I think someone was struggling with the odd and shifting meter, and they thought they were doing the performer a favor by 'simplifying' it.
The reality of It makes my brain hurt. If one were to strictly play 3/4 4/4 and 5/4 over 7/8 and 9/8 the result would be semi-chaotic.
There are no triplets anywhere in the bass part; in this context they would all be straight eighth notes. I do not know what the transcriber was going for there.
The intro to part one is simply 7+8 / 8. That's it - no shifting needed.
I would love multi-meter to be possible between different instruments, particularly non-aligned. One example would be "Larks' Tongues in Aspic Part Two" from King Crimson: guitar in 11/8 and 10/8 over the rest of the band in 4/4, with the bar lines rarely aligning.

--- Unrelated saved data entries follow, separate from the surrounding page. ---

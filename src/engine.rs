//! Sync Engine
//!
//! Reconciles local and remote state under unreliable connectivity, with
//! local data as the fallback of record. A cycle is: connectivity gate,
//! drain (replay every queued operation independently), then a full pull
//! that overwrites local snapshots with server truth.
//!
//! Failures never escape a cycle. Offline is a silent no-op, a failed replay
//! leaves that operation queued for next time, and a failed pull falls back
//! to the last-known local snapshot. The caller only ever sees a
//! [`SyncReport`].

use std::sync::atomic::{AtomicBool, Ordering};
use std::sync::Arc;
use std::time::Duration;

use tracing::{debug, warn};

use crate::queue::{EntityKind, OpKind, SyncOperation, SyncPayload};
use crate::remote::{Connectivity, RemoteStore};
use crate::state::AppState;

/// Engine knobs.
#[derive(Debug, Clone)]
pub struct SyncConfig {
    /// Whether to run the pull phase even when some drains failed. The
    /// default (`true`) always pulls, which can overwrite a local edit whose
    /// push failed; `false` skips the pull in that case and trades staleness
    /// for never dropping an unsynced edit.
    pub pull_after_partial_failure: bool,
}

impl Default for SyncConfig {
    fn default() -> Self {
        Self {
            pull_after_partial_failure: true,
        }
    }
}

/// Outcome of replaying one queued operation.
#[derive(Debug, Clone)]
pub struct OperationOutcome {
    pub op_id: String,
    pub kind: OpKind,
    pub entity: EntityKind,
    pub entity_id: String,
    /// `None` on success; the replay error message otherwise.
    pub error: Option<String>,
}

impl OperationOutcome {
    pub fn succeeded(&self) -> bool {
        self.error.is_none()
    }
}

/// Tally returned from a sync cycle. Diagnostics only: no variant of this is
/// ever surfaced to the user as an error.
#[derive(Debug, Clone, Default)]
pub struct SyncReport {
    pub success: usize,
    pub failed: usize,
    pub outcomes: Vec<OperationOutcome>,
    /// True when the pull phase ran and local state was replaced.
    pub pulled: bool,
}

pub struct SyncEngine {
    remote: Arc<dyn RemoteStore>,
    connectivity: Arc<dyn Connectivity>,
    config: SyncConfig,
    /// Reentrancy guard: a cycle started while another is in flight (e.g. a
    /// foreground-transition trigger racing the periodic timer) returns an
    /// empty report instead of draining twice.
    in_flight: AtomicBool,
}

impl SyncEngine {
    pub fn new(
        remote: Arc<dyn RemoteStore>,
        connectivity: Arc<dyn Connectivity>,
        config: SyncConfig,
    ) -> Self {
        Self {
            remote,
            connectivity,
            config,
            in_flight: AtomicBool::new(false),
        }
    }

    /// Run one full sync cycle. Never returns an error; every remote and
    /// storage failure is logged, counted, and otherwise swallowed here.
    pub async fn sync_cycle(&self, state: &mut AppState) -> SyncReport {
        if self
            .in_flight
            .compare_exchange(false, true, Ordering::SeqCst, Ordering::SeqCst)
            .is_err()
        {
            debug!("sync cycle already in flight, skipping");
            return SyncReport::default();
        }
        let report = self.run_cycle(state).await;
        self.in_flight.store(false, Ordering::SeqCst);
        report
    }

    async fn run_cycle(&self, state: &mut AppState) -> SyncReport {
        if !self.connectivity.is_online().await {
            debug!("offline, sync cycle is a no-op");
            return SyncReport::default();
        }

        let mut report = self.drain(state).await;

        if report.failed > 0 && !self.config.pull_after_partial_failure {
            debug!(
                failed = report.failed,
                "skipping pull after partial drain failure"
            );
            return report;
        }
        report.pulled = self.pull(state).await;
        report
    }

    /// Replay every queued operation against the remote store. Each attempt
    /// is independent: a failure leaves that operation queued and the cycle
    /// moves on (at-least-once per operation, idempotent remote writes).
    async fn drain(&self, state: &mut AppState) -> SyncReport {
        let ops = match state.queue().drain() {
            Ok(ops) => ops,
            Err(e) => {
                warn!(error = %e, "failed to read pending-operation queue");
                return SyncReport::default();
            }
        };

        let mut report = SyncReport::default();
        let mut synced_ids = Vec::new();

        for op in &ops {
            let mut outcome = OperationOutcome {
                op_id: op.id.clone(),
                kind: op.kind,
                entity: op.entity,
                entity_id: op.payload.entity_id().to_string(),
                error: None,
            };
            match self.replay(op).await {
                Ok(()) => {
                    report.success += 1;
                    synced_ids.push(op.id.clone());
                }
                Err(e) => {
                    warn!(
                        op = %op.kind,
                        entity = %op.entity,
                        id = %outcome.entity_id,
                        error = %e,
                        "operation replay failed, retained for next cycle"
                    );
                    report.failed += 1;
                    outcome.error = Some(e.to_string());
                }
            }
            report.outcomes.push(outcome);
        }

        if let Err(e) = state.queue().remove_synced(&synced_ids) {
            warn!(error = %e, "failed to remove synced operations from queue");
        }
        report
    }

    /// Dispatch one operation to the matching remote call.
    async fn replay(&self, op: &SyncOperation) -> crate::errors::Result<()> {
        use crate::errors::LarderError;

        match (&op.payload, op.kind) {
            (SyncPayload::Inventory(item), OpKind::Create) => self.remote.create_item(item).await,
            (SyncPayload::Inventory(item), OpKind::Update) => self.remote.update_item(item).await,
            (SyncPayload::ShoppingList(list), OpKind::Create) => {
                self.remote.create_list(list).await
            }
            (SyncPayload::ShoppingList(list), OpKind::Update) => {
                self.remote.update_list(list).await
            }
            (SyncPayload::SavedRecipe(recipe), OpKind::Create) => {
                self.remote.create_recipe(recipe).await
            }
            (SyncPayload::SavedRecipe(recipe), OpKind::Update) => {
                self.remote.update_recipe(recipe).await
            }
            (SyncPayload::EntityId { id }, OpKind::Delete) => match op.entity {
                EntityKind::Inventory => self.remote.delete_item(id).await,
                EntityKind::ShoppingList => self.remote.delete_list(id).await,
                EntityKind::SavedRecipe => self.remote.delete_recipe(id).await,
            },
            (payload, kind) => Err(LarderError::Internal(format!(
                "queued {} operation carries mismatched payload for id '{}'",
                kind,
                payload.entity_id()
            ))),
        }
    }

    /// Fetch all three collections in parallel and overwrite local state.
    /// Full replace, not a merge. Any fetch error falls back to the local
    /// snapshot unchanged so the UI never observes an empty state from a
    /// transient remote failure.
    async fn pull(&self, state: &mut AppState) -> bool {
        let user_id = state.user_id().to_string();
        let (items, lists, recipes) = futures::join!(
            self.remote.list_items(&user_id),
            self.remote.list_lists(&user_id),
            self.remote.list_recipes(&user_id),
        );

        match (items, lists, recipes) {
            (Ok(items), Ok(lists), Ok(recipes)) => {
                if let Err(e) = state.replace_collections(items, lists, recipes) {
                    warn!(error = %e, "failed to persist pulled snapshots");
                    return false;
                }
                debug!("pull complete, local snapshots replaced");
                true
            }
            (items, lists, recipes) => {
                let first_error = [
                    items.err().map(|e| e.to_string()),
                    lists.err().map(|e| e.to_string()),
                    recipes.err().map(|e| e.to_string()),
                ]
                .into_iter()
                .flatten()
                .next()
                .unwrap_or_default();
                warn!(error = %first_error, "pull failed, keeping local snapshot");
                false
            }
        }
    }
}

/// Drive sync cycles on a fixed interval until `shutdown` flips. The
/// interval tick and an app-foreground trigger may race; the engine's
/// reentrancy guard keeps the drains from overlapping.
pub async fn run_periodic(
    engine: Arc<SyncEngine>,
    state: Arc<tokio::sync::Mutex<AppState>>,
    interval: Duration,
    mut shutdown: tokio::sync::watch::Receiver<bool>,
) {
    let mut ticker = tokio::time::interval(interval);
    ticker.set_missed_tick_behavior(tokio::time::MissedTickBehavior::Skip);

    loop {
        tokio::select! {
            _ = ticker.tick() => {
                let mut state = state.lock().await;
                let report = engine.sync_cycle(&mut state).await;
                debug!(
                    success = report.success,
                    failed = report.failed,
                    pulled = report.pulled,
                    "periodic sync cycle finished"
                );
            }
            changed = shutdown.changed() => {
                // A dropped sender also means shutdown
                if changed.is_err() || *shutdown.borrow() {
                    debug!("periodic sync stopping");
                    return;
                }
            }
        }
    }
}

Before anyone suggests I 'could' do this in MuseScore, please realize measure repeats and multi-measure repeats are vital to the way I wish to score for band, and they do not work right yet.
Here is a quick example of my first take on this.
Tubular Bells.mscz
This took a fair bit of MuseScore fidgeting, but I think it looks alright for a first pass.
Polymetre, in this case with coinciding barlines.
Thank you to everyone who responded, I borrowed the book and copied a few pages to play around with.
To help to understand the piece, I have attached as a PDF, the first 4 page of Tubular Bells that include the "offending" section.
There is no mention of the arranger anywhere in the book, that I could find anyway.
It was published in 1980, David Bedford as mentioned, orchestrated Tubular Bells for Classical Orchestra.
As you can see in the PDF, the structure is a repeating 7/8, 7/8, 7/8, 9/8. to allow the phrase to recycle to 4 complete bars.
Seems to me the only mistake the arranger (or typesetter) made was to align the barlines. The number of quavers is the same on both staffs. The measures below change between one quaver "too little" and one quaver "too much". So the likely intention is that everybody plays the eighths matching and just applies different phrasing and accenting following the individual time signatures. But the barlines should align only where the rhythm matches (every second measure).
In reply to Seems to me the only mistake by azumbrunn
That is very likely the case, as there is an absence of a metrical relationship instruction at the outset of the polymetre/score.
On other cases, however, the bars can still coincide even without sufficient quavers which would satisfy all other parts.
To play those parts would be the same as tuplet divisions (9:8 to 7:8, 9:7 quavers).
See Vaughan Williams: Symphony No. 6, 1st movement, eighth figure.
In reply to Seems to me the only mistake by azumbrunn
The bass line is wrong in two important ways though.
The first note at the start of the 4/4 bar should start tied to the last eighth of the bar of 3/4.
There are no triplets anywhere in the bass of that section in the actual recorded work.